======== Input material ========

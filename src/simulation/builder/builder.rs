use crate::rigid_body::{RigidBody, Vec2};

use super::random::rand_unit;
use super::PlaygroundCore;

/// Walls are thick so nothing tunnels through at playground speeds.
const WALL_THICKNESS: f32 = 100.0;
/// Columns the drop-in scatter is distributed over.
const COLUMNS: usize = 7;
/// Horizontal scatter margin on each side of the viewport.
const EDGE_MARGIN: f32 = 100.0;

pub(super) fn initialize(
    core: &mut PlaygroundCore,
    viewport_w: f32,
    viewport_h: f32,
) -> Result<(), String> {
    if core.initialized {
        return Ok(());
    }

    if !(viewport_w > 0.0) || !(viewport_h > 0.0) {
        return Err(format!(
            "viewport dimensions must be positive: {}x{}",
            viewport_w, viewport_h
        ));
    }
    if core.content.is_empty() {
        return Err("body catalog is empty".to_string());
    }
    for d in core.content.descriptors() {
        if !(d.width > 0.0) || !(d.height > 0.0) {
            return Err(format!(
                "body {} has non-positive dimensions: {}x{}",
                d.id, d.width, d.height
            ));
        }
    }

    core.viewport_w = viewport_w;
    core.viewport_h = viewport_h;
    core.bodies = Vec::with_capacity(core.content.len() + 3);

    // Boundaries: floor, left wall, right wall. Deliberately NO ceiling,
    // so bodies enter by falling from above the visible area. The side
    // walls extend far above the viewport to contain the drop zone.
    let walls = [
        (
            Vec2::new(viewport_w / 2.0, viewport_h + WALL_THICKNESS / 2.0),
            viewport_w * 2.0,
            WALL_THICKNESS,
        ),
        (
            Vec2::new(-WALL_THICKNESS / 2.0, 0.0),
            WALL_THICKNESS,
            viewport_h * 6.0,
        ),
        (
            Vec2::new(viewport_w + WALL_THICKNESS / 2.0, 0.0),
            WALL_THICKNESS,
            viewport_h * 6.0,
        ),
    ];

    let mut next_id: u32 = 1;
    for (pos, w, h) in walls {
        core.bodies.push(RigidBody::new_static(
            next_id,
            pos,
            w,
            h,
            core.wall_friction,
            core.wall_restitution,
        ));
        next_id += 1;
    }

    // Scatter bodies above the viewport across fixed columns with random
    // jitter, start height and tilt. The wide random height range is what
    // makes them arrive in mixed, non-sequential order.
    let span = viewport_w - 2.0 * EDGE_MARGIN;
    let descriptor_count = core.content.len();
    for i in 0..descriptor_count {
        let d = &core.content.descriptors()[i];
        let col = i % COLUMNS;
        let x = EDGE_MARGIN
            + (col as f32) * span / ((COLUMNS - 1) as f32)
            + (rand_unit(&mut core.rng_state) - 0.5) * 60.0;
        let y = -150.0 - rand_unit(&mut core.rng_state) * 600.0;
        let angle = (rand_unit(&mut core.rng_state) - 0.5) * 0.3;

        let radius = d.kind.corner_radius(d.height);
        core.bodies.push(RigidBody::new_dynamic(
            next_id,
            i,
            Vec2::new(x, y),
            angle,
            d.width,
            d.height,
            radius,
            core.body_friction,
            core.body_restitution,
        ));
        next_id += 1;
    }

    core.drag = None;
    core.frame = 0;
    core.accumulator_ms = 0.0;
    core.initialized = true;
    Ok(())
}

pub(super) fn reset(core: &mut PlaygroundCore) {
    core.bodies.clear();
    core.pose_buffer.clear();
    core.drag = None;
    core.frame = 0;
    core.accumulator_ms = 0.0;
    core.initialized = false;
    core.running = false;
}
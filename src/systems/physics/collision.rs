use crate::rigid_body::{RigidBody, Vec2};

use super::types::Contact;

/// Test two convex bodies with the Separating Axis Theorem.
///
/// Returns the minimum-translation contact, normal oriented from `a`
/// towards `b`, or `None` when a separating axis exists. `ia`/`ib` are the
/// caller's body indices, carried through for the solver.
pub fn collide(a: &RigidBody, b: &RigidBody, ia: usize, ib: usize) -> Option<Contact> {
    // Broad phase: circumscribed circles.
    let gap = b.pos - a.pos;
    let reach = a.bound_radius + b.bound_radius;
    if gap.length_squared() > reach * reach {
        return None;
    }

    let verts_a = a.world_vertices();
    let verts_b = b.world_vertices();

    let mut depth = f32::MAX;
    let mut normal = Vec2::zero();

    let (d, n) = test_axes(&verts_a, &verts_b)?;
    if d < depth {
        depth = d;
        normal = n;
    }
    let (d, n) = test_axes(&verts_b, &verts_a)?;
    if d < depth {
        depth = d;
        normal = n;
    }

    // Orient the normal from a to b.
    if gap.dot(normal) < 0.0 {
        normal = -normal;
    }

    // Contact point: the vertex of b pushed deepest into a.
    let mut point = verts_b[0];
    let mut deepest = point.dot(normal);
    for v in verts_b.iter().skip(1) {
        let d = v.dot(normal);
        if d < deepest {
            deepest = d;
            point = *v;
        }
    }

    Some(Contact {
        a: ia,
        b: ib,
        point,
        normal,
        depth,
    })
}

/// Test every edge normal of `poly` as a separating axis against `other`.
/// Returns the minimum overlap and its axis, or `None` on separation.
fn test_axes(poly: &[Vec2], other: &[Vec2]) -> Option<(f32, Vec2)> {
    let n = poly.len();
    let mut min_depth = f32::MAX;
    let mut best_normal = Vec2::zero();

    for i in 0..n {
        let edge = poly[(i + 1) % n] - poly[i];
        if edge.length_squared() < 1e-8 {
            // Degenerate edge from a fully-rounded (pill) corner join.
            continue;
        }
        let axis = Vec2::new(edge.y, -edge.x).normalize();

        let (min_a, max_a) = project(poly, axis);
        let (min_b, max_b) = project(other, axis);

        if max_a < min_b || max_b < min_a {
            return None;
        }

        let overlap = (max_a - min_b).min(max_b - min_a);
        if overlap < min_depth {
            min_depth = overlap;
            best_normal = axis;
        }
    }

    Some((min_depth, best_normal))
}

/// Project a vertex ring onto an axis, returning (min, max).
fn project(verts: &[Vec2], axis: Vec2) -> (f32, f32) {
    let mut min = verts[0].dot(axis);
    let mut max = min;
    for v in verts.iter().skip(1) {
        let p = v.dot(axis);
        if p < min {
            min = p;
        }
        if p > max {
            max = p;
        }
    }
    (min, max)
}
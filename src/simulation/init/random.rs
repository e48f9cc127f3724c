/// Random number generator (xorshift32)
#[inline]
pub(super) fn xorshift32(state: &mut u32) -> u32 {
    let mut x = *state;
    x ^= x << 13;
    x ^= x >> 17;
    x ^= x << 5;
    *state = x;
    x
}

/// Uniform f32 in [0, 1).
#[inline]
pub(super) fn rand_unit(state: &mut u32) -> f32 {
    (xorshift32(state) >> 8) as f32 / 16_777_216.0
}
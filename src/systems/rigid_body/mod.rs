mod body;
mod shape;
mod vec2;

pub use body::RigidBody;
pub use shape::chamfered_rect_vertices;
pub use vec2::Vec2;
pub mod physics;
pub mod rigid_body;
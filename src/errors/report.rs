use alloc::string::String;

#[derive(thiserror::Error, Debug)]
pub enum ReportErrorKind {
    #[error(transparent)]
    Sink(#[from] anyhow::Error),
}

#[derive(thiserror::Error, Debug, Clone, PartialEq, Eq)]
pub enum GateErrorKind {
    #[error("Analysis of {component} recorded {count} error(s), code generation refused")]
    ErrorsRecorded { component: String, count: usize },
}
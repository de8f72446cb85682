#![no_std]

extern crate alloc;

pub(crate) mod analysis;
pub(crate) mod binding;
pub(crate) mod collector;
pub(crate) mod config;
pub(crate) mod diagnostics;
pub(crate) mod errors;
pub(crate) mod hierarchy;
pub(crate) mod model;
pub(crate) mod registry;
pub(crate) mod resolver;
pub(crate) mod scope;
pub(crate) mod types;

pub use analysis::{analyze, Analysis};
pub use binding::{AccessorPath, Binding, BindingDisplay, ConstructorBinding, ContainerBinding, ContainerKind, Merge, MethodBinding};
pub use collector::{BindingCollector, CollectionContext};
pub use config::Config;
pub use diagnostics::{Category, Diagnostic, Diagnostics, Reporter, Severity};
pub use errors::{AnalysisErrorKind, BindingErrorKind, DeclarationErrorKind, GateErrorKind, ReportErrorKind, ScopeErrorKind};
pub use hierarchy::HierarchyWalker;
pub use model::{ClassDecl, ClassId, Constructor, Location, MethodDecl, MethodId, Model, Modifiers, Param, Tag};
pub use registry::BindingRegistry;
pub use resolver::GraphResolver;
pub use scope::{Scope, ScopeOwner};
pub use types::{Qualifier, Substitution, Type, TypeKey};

========

Description of the task: In the entries above, restate word for word the lines between the one holding "let (d, n) = test_axes(&verts_a, &verts_b)?;" and the one holding "repository e48f9cc127f3724c", inclusive, and nothing besides.

Output of the exercise:
    let (d, n) = test_axes(&verts_a, &verts_b)?;
    if d < depth {
        depth = d;
        normal = n;
    }
    let (d, n) = test_axes(&verts_b, &verts_a)?;
    if d < depth {
        depth = d;
        normal = n;
    }

    // Orient the normal from a to b.
    if gap.dot(normal) < 0.0 {
        normal = -normal;
    }

    // Contact point: the vertex of b pushed deepest into a.
    let mut point = verts_b[0];
    let mut deepest = point.dot(normal);
    for v in verts_b.iter().skip(1) {
        let d = v.dot(normal);
        if d < deepest {
            deepest = d;
            point = *v;
        }
    }

    Some(Contact {
        a: ia,
        b: ib,
        point,
        normal,
        depth,
    })
}

/// Test every edge normal of `poly` as a separating axis against `other`.
/// Returns the minimum overlap and its axis, or `None` on separation.
fn test_axes(poly: &[Vec2], other: &[Vec2]) -> Option<(f32, Vec2)> {
    let n = poly.len();
    let mut min_depth = f32::MAX;
    let mut best_normal = Vec2::zero();

    for i in 0..n {
        let edge = poly[(i + 1) % n] - poly[i];
        if edge.length_squared() < 1e-8 {
            // Degenerate edge from a fully-rounded (pill) corner join.
            continue;
        }
        let axis = Vec2::new(edge.y, -edge.x).normalize();

        let (min_a, max_a) = project(poly, axis);
        let (min_b, max_b) = project(other, axis);

        if max_a < min_b || max_b < min_a {
            return None;
        }

        let overlap = (max_a - min_b).min(max_b - min_a);
        if overlap < min_depth {
            min_depth = overlap;
            best_normal = axis;
        }
    }

    Some((min_depth, best_normal))
}

/// Project a vertex ring onto an axis, returning (min, max).
fn project(verts: &[Vec2], axis: Vec2) -> (f32, f32) {
    let mut min = verts[0].dot(axis);
    let mut max = min;
    for v in verts.iter().skip(1) {
        let p = v.dot(axis);
        if p < min {
            min = p;
        }
        if p > max {
            max = p;
        }
    }
    (min, max)
}
filename src/simulation/init/random.rs
repository e48f9cc127f3724c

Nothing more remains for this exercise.